PR for People Monthly April 2021 | Page 9

Yellen has announced her intention to name a “very senior-level” official to monitor Treasury’s climate work.

On both climate change and green energy, Yellen has talked about the importance of multilateral agreements – a big switch from the last four years. Also on a global scale, the Secretary is in active talks with her counterparts in more than 140 countries regarding setting a global minimum rate for corporate taxes – this to prevent multinational corporations from shopping for the lowest rate by playing countries off of one another.

Back on the domestic front, although the Secretary is no fan of Bitcoin, she has indicated interest in the possibility of a central bank digital currency.

And she has affirmed that Treasury will be playing a key role in Biden’s Build Back Better package, which will include repairing infrastructure, creating good jobs, providing educational opportunities from early childhood through labor force development, supporting families with meaningful child care and paid leave initiatives and – crucially – addressing racial inequality.

Right now, Yellen is keeping close tabs on the rollout of the American Rescue Plan, and working to ensure that the relief will reach the people who need it most.

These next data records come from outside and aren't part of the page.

//! Error types for the content cache
//!
//! Provides unified error handling using thiserror.

use axum::{
    http::StatusCode,
    response::{IntoResponse, Response},
    Json,
};
use thiserror::Error;

use crate::models::ErrorResponse;

// == Source Error Enum ==
/// Failure reaching or decoding the remote content source.
#[derive(Error, Debug, Clone, PartialEq)]
pub enum SourceError {
    /// Non-success HTTP status from the content source
    #[error("Content source returned HTTP {status}")]
    Http { status: u16 },

    /// The fetch exceeded its time budget
    #[error("Content source request timed out")]
    Timeout,

    /// Transport-level failure
    #[error("Network error: {0}")]
    Network(String),

    /// Body could not be decoded into the expected shape
    #[error("Malformed content source response: {0}")]
    Decode(String),
}

impl SourceError {
    /// HTTP status carried by the error, if any.
    pub fn status(&self) -> Option<u16> {
        match self {
            SourceError::Http { status } => Some(*status),
            _ => None,
        }
    }
}

impl From<reqwest::Error> for SourceError {
    fn from(err: reqwest::Error) -> Self {
        if err.is_timeout() {
            SourceError::Timeout
        } else if err.is_decode() {
            SourceError::Decode(err.to_string())
        } else if let Some(status) = err.status() {
            SourceError::Http {
                status: status.as_u16(),
            }
        } else {
            SourceError::Network(err.to_string())
        }
    }
}

impl From<serde_json::Error> for SourceError {
    fn from(err: serde_json::Error) -> Self {
        SourceError::Decode(err.to_string())
    }
}

// == Key-Value Store Error Enum ==
/// Failure of the persistent key-value capability behind the client tier.
#[derive(Error, Debug)]
pub enum KvError {
    /// Write rejected because the storage quota is exhausted
    #[error("Storage quota exceeded")]
    QuotaExceeded,

    /// Backing storage could not be reached
    #[error("Storage unavailable: {0}")]
    Unavailable(String),

    /// Stored bytes are not a valid record
    #[error("Stored value is malformed: {0}")]
    Malformed(String),
}

impl From<std::io::Error> for KvError {
    fn from(err: std::io::Error) -> Self {
        KvError::Unavailable(err.to_string())
    }
}

impl From<serde_json::Error> for KvError {
    fn from(err: serde_json::Error) -> Self {
        KvError::Malformed(err.to_string())
    }
}

// == App Error Enum ==
/// Unified error type for the HTTP surface.
#[derive(Error, Debug)]
pub enum AppError {
    /// Requested content does not exist
    #[error("Not found: {0}")]
    NotFound(String),

    /// Invalid request data
    #[error("Invalid request: {0}")]
    InvalidRequest(String),

    /// Content source failure
    #[error(transparent)]
    Source(#[from] SourceError),

    /// Internal server error
    #[error("Internal error: {0}")]
    Internal(String),
}

// == IntoResponse Implementation ==
impl IntoResponse for AppError {
    fn into_response(self) -> Response {
        let status = match &self {
            AppError::NotFound(_) => StatusCode::NOT_FOUND,
            AppError::InvalidRequest(_) => StatusCode::BAD_REQUEST,
            AppError::Source(SourceError::Http { status: 404 }) => StatusCode::NOT_FOUND,
            AppError::Source(SourceError::Timeout) => StatusCode::GATEWAY_TIMEOUT,
            AppError::Source(_) => StatusCode::BAD_GATEWAY,
            AppError::Internal(_) => StatusCode::INTERNAL_SERVER_ERROR,
        };

        (status, Json(ErrorResponse::new(self.to_string()))).into_response()
    }
}

// == Result Type Alias ==
/// Convenience Result type for the service and HTTP layers.
pub type Result<T> = std::result::Result<T, AppError>;
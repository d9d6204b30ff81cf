//! Cache Entry Module
//!
//! Defines the structure for individual cache entries with TTL support.

use std::time::{Duration, SystemTime, UNIX_EPOCH};

use serde_json::Value;
use sha2::{Digest, Sha256};

// == Cache Entry ==
/// Represents a single cache entry with its data and metadata.
#[derive(Debug, Clone, PartialEq)]
pub struct CacheEntry {
    /// The stored data
    pub data: Value,
    /// Creation timestamp (Unix milliseconds)
    pub created_at: u64,
    /// Expiration timestamp (Unix milliseconds)
    pub expires_at: u64,
    /// Opaque validation token derived from the data
    pub fingerprint: String,
}

impl CacheEntry {
    // == Constructor ==
    /// Creates a new cache entry that expires `ttl` from now.
    pub fn new(data: Value, ttl: Duration) -> Self {
        Self::created_at(data, current_timestamp_ms(), ttl)
    }

    /// Creates an entry with an explicit creation time.
    pub fn created_at(data: Value, created_at: u64, ttl: Duration) -> Self {
        let ttl_ms = u64::try_from(ttl.as_millis()).unwrap_or(u64::MAX);
        Self::with_expiry(data, created_at, created_at.saturating_add(ttl_ms))
    }

    /// Rebuilds an entry from stored timestamps, recomputing the fingerprint.
    pub fn with_expiry(data: Value, created_at: u64, expires_at: u64) -> Self {
        let fingerprint = fingerprint(&data);
        Self {
            data,
            created_at,
            expires_at,
            fingerprint,
        }
    }

    // == Is Expired ==
    /// Checks if the entry has expired.
    ///
    /// An entry stays readable up to and including `expires_at`; it is expired
    /// once the current time is strictly past it.
    pub fn is_expired(&self) -> bool {
        self.is_expired_at(current_timestamp_ms())
    }

    /// Expiry check against a caller-supplied clock reading.
    pub fn is_expired_at(&self, now_ms: u64) -> bool {
        now_ms > self.expires_at
    }

    // == Time To Live ==
    /// Returns remaining TTL in milliseconds, 0 once expired.
    pub fn ttl_remaining_ms(&self) -> u64 {
        self.expires_at.saturating_sub(current_timestamp_ms())
    }

    /// Returns remaining TTL as a Duration.
    pub fn ttl_remaining(&self) -> Duration {
        Duration::from_millis(self.ttl_remaining_ms())
    }
}

// == Utility Functions ==
/// Returns current Unix timestamp in milliseconds.
pub fn current_timestamp_ms() -> u64 {
    SystemTime::now()
        .duration_since(UNIX_EPOCH)
        .map(|d| d.as_millis() as u64)
        .unwrap_or(0)
}

/// Short content hash used as an entry's validation token.
pub fn fingerprint(data: &Value) -> String {
    let digest = Sha256::digest(data.to_string().as_bytes());
    hex::encode(&digest[..8])
}
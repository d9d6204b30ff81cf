//! Integration Tests for API Endpoints
//!
//! Drives the full router against an in-memory content source and checks
//! the request/response cycle, cache headers and invalidation.

use std::sync::Arc;

use axum::{
    body::Body,
    http::{Request, StatusCode},
    response::Response,
    Router,
};
use content_cache::{
    api::create_router,
    cache::{MemoryKvStore, Operation},
    content::{Embedded, Post, Term},
    source::MemorySource,
    AppState, Config, ContentService,
};
use serde_json::Value;
use tokio_test::assert_ok;
use tower::ServiceExt;

// == Helper Functions ==

fn term(id: u64, name: &str, taxonomy: &str, count: u64) -> Term {
    Term {
        id,
        name: name.to_string(),
        slug: name.to_lowercase(),
        taxonomy: taxonomy.to_string(),
        count,
        link: format!("https://blog.test/{taxonomy}/{id}"),
    }
}

fn post(id: u64, slug: &str, title: &str, categories: &[u64], tags: &[u64]) -> Post {
    let embedded = |ids: &[u64], taxonomy: &str| {
        ids.iter()
            .map(|id| term(*id, &format!("Term {id}"), taxonomy, 1))
            .collect()
    };
    Post {
        id,
        slug: slug.to_string(),
        link: format!("https://blog.test/{slug}"),
        title: title.into(),
        excerpt: format!("<p>Ringkasan {title}</p>").as_str().into(),
        content: format!("<p>Isi artikel tentang {title}.</p>").as_str().into(),
        categories: categories.to_vec(),
        tags: tags.to_vec(),
        embedded: Some(Embedded {
            terms: vec![embedded(categories, "category"), embedded(tags, "post_tag")],
        }),
        ..Post::default()
    }
}

fn source() -> Arc<MemorySource> {
    Arc::new(MemorySource::new(
        vec![
            post(1, "jasa-migrasi-wordpress", "Jasa Migrasi WordPress", &[1, 2], &[10]),
            post(2, "hosting-wordpress-murah", "Hosting WordPress murah", &[1, 2], &[10]),
            post(3, "vps-untuk-pemula", "VPS untuk pemula", &[1], &[]),
            post(4, "resep-rendang", "Resep rendang", &[3], &[11]),
        ],
        vec![
            term(1, "Hosting", "category", 12),
            term(2, "WordPress", "category", 8),
            term(3, "Kuliner", "category", 1),
        ],
        vec![term(10, "Migrasi", "post_tag", 4), term(11, "Resep", "post_tag", 1)],
    ))
}

async fn create_test_app(source: Arc<MemorySource>) -> Router {
    let service =
        ContentService::new(source, Arc::new(MemoryKvStore::new()), &Config::default()).await;
    create_router(AppState::new(service))
}

async fn send(app: &Router, method: &str, uri: &str) -> Response {
    app.clone()
        .oneshot(
            Request::builder()
                .method(method)
                .uri(uri)
                .body(Body::empty())
                .unwrap(),
        )
        .await
        .unwrap()
}

async fn body_to_json(response: Response) -> Value {
    let bytes = axum::body::to_bytes(response.into_body(), usize::MAX)
        .await
        .unwrap();
    serde_json::from_slice(&bytes).unwrap()
}

fn x_cache(response: &Response) -> &str {
    response.headers()["x-cache"].to_str().unwrap()
}

// == Post Endpoint Tests ==

#[tokio::test]
async fn test_get_post_fills_then_hits_cache() {
    let source = source();
    let app = create_test_app(source.clone()).await;

    let first = send(&app, "GET", "/posts/1").await;
    assert_eq!(first.status(), StatusCode::OK);
    assert_eq!(x_cache(&first), "source");
    let etag = first.headers()["etag"].clone();

    let second = send(&app, "GET", "/posts/1").await;
    assert_eq!(x_cache(&second), "memory");
    assert_eq!(second.headers()["etag"], etag);

    let json = body_to_json(second).await;
    assert_eq!(json["id"], 1);
    assert_eq!(json["slug"], "jasa-migrasi-wordpress");
    assert_eq!(source.fetch_count(), 1);
}

#[tokio::test]
async fn test_if_none_match_returns_not_modified() {
    let app = create_test_app(source()).await;

    let first = send(&app, "GET", "/posts/2").await;
    let etag = first.headers()["etag"].to_str().unwrap().to_string();

    let response = app
        .clone()
        .oneshot(
            Request::builder()
                .uri("/posts/2")
                .header("if-none-match", etag)
                .body(Body::empty())
                .unwrap(),
        )
        .await
        .unwrap();

    assert_eq!(response.status(), StatusCode::NOT_MODIFIED);
}

#[tokio::test]
async fn test_get_post_not_found() {
    let app = create_test_app(source()).await;

    let response = send(&app, "GET", "/posts/999").await;

    assert_eq!(response.status(), StatusCode::NOT_FOUND);
    let json = body_to_json(response).await;
    assert!(json.get("error").is_some());
}

#[tokio::test]
async fn test_get_post_by_slug() {
    let app = create_test_app(source()).await;

    let response = send(&app, "GET", "/posts/slug/vps-untuk-pemula").await;
    assert_eq!(response.status(), StatusCode::OK);
    assert_eq!(body_to_json(response).await["id"], 3);

    let missing = send(&app, "GET", "/posts/slug/tidak-ada").await;
    assert_eq!(missing.status(), StatusCode::NOT_FOUND);
}

#[tokio::test]
async fn test_list_posts_paginates() {
    let app = create_test_app(source()).await;

    let response = send(&app, "GET", "/posts?per_page=3&page=2").await;
    assert_eq!(response.status(), StatusCode::OK);
    let json = body_to_json(response).await;
    assert_eq!(json["total"], 4);
    assert_eq!(json["total_pages"], 2);
    assert_eq!(json["items"].as_array().unwrap().len(), 1);

    let past_end = body_to_json(send(&app, "GET", "/posts?per_page=3&page=9").await).await;
    assert_eq!(past_end["items"].as_array().unwrap().len(), 0);
}

#[tokio::test]
async fn test_list_posts_rejects_bad_paging() {
    let app = create_test_app(source()).await;

    let response = send(&app, "GET", "/posts?per_page=0").await;
    assert_eq!(response.status(), StatusCode::BAD_REQUEST);
}

#[tokio::test]
async fn test_source_failure_is_bad_gateway() {
    let source = source();
    source.fail_on(Operation::Categories, None);
    let app = create_test_app(source).await;

    let response = send(&app, "GET", "/categories").await;
    assert_eq!(response.status(), StatusCode::BAD_GATEWAY);
}

// == Related Endpoint Tests ==

#[tokio::test]
async fn test_related_posts() {
    let app = create_test_app(source()).await;

    let response = send(&app, "GET", "/posts/1/related?limit=2").await;
    assert_eq!(response.status(), StatusCode::OK);

    let json = body_to_json(response).await;
    let items = json.as_array().unwrap();
    assert_eq!(items.len(), 2);
    assert_eq!(items[0]["id"], 2);
    assert_eq!(items[0]["matchReason"], "category");
    assert!(items[0]["relevanceScore"].as_f64().unwrap() >= 125.0);
    assert!(items
        .iter()
        .all(|item| item["id"] != 1 && item["id"] != 4));
}

#[tokio::test]
async fn test_related_falls_back_to_category_only() {
    let source = source();
    source.fail_on(Operation::Related, Some("tags"));
    let app = create_test_app(source).await;

    let json = body_to_json(send(&app, "GET", "/posts/1/related").await).await;

    let items = json.as_array().unwrap();
    assert_eq!(items.len(), 2);
    assert!(items.iter().all(|item| item["relevanceScore"] == 50.0));
}

// == Search Endpoint Tests ==

#[tokio::test]
async fn test_search_highlights_and_records_history() {
    let app = create_test_app(source()).await;

    let response = send(&app, "GET", "/search?q=wordpress").await;
    assert_eq!(response.status(), StatusCode::OK);
    assert_eq!(x_cache(&response), "source");

    let json = body_to_json(response).await;
    assert_eq!(json["total"], 2);
    let titles: Vec<&str> = json["items"]
        .as_array()
        .unwrap()
        .iter()
        .map(|hit| hit["highlightedTitle"].as_str().unwrap())
        .collect();
    assert!(titles.contains(&"Jasa Migrasi <mark>WordPress</mark>"));

    let history = body_to_json(send(&app, "GET", "/search/history").await).await;
    assert_eq!(history["recent"][0], "wordpress");
    assert_eq!(history["analytics"][0]["lastResultCount"], 2);
}

#[tokio::test]
async fn test_search_requires_query() {
    let app = create_test_app(source()).await;

    let response = send(&app, "GET", "/search?q=").await;
    assert_eq!(response.status(), StatusCode::BAD_REQUEST);
}

#[tokio::test]
async fn test_search_results_are_not_persisted_client_side() {
    let app = create_test_app(source()).await;
    assert_ok!(body_to_json(send(&app, "GET", "/search?q=rendang").await).await["total"]
        .as_u64()
        .ok_or("missing total"));

    let stats = body_to_json(send(&app, "GET", "/stats").await).await;

    assert_eq!(stats["memory"]["total_entries"], 1);
    assert_eq!(stats["server"]["total_entries"], 1);
    assert_eq!(stats["client"]["total_entries"], 0);
}

#[tokio::test]
async fn test_suggestions() {
    let app = create_test_app(source()).await;
    send(&app, "GET", "/search?q=wordpress").await;

    let json = body_to_json(send(&app, "GET", "/search/suggest?q=word").await).await;
    let entries = json.as_array().unwrap();
    assert!(!entries.is_empty());
    assert!(entries.len() <= 8);
    assert!(entries
        .iter()
        .any(|e| e["kind"] == "category" && e["term"] == "WordPress"));
    assert!(entries.iter().any(|e| e["kind"] == "prior_query"));

    let recent = body_to_json(send(&app, "GET", "/search/suggest").await).await;
    assert_eq!(recent[0]["term"], "wordpress");

    let short = body_to_json(send(&app, "GET", "/search/suggest?q=w").await).await;
    assert_eq!(short.as_array().unwrap().len(), 0);
}

#[tokio::test]
async fn test_clear_history() {
    let app = create_test_app(source()).await;
    send(&app, "GET", "/search?q=vps").await;

    let response = send(&app, "DELETE", "/search/history").await;
    assert_eq!(response.status(), StatusCode::NO_CONTENT);

    let history = body_to_json(send(&app, "GET", "/search/history").await).await;
    assert_eq!(history["recent"].as_array().unwrap().len(), 0);
}

// == Invalidation Endpoint Tests ==

#[tokio::test]
async fn test_invalidate_post_drops_item_and_listings() {
    let source = source();
    let app = create_test_app(source.clone()).await;
    send(&app, "GET", "/posts/1").await;
    send(&app, "GET", "/posts").await;
    send(&app, "GET", "/search?q=wordpress").await;
    send(&app, "GET", "/posts/2").await;

    let response = send(&app, "POST", "/invalidate/posts/1").await;
    assert_eq!(response.status(), StatusCode::OK);
    let report = body_to_json(response).await;
    assert_eq!(report["target"], "post 1");
    assert_eq!(report["direct"], 3);

    assert_eq!(x_cache(&send(&app, "GET", "/posts/1").await), "source");
    assert_eq!(x_cache(&send(&app, "GET", "/posts").await), "source");
    assert_eq!(x_cache(&send(&app, "GET", "/posts/2").await), "memory");
}

#[tokio::test]
async fn test_invalidate_taxonomy() {
    let app = create_test_app(source()).await;
    send(&app, "GET", "/categories").await;
    send(&app, "GET", "/homepage").await;
    send(&app, "GET", "/posts/3").await;

    let report = body_to_json(send(&app, "POST", "/invalidate/taxonomy").await).await;
    assert!(report["removed"].as_u64().unwrap() > 0);

    assert_eq!(x_cache(&send(&app, "GET", "/categories").await), "source");
    assert_eq!(x_cache(&send(&app, "GET", "/homepage").await), "source");
    assert_eq!(x_cache(&send(&app, "GET", "/posts/3").await), "memory");
}

// == Health and Stats Endpoint Tests ==

#[tokio::test]
async fn test_health_endpoint() {
    let app = create_test_app(source()).await;

    let response = send(&app, "GET", "/health").await;
    assert_eq!(response.status(), StatusCode::OK);

    let json = body_to_json(response).await;
    assert_eq!(json["status"], "healthy");
    assert!(json.get("timestamp").is_some());
}

#[tokio::test]
async fn test_stats_track_hits_and_misses() {
    let app = create_test_app(source()).await;
    send(&app, "GET", "/tags").await;
    send(&app, "GET", "/tags").await;

    let json = body_to_json(send(&app, "GET", "/stats").await).await;

    assert_eq!(json["memory"]["hits"], 1);
    assert!(json["memory"]["misses"].as_u64().unwrap() >= 1);
    assert!(json["memory"].get("hit_rate").is_some());
    assert_eq!(json["memory"]["max_size"], 200);
}

#[tokio::test]
async fn test_homepage_bundle() {
    let app = create_test_app(source()).await;

    let response = send(&app, "GET", "/homepage").await;
    assert_eq!(response.status(), StatusCode::OK);

    let json = body_to_json(response).await;
    assert_eq!(json["latest"].as_array().unwrap().len(), 4);
    assert_eq!(json["categories"].as_array().unwrap().len(), 3);
    assert_eq!(json["tags"].as_array().unwrap().len(), 2);
}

Just days after her confirmation, Yellen joined Vice President Kamala Harris in a virtual meeting with members of the National Black Chamber of Commerce.

The Secretary began her remarks by sharing a memory from her first economics class in college back in 1963. Her professor presented economic data that showed the average black family possessed roughly 15% of the wealth of an average white family – more than a 6 to 1 difference.

“Jim Crow was still in effect, so maybe that’s not surprising,” Yellen said. “What is surprising, though, is that it is now more than half a century later and that 6 to 1 number has barely budged.”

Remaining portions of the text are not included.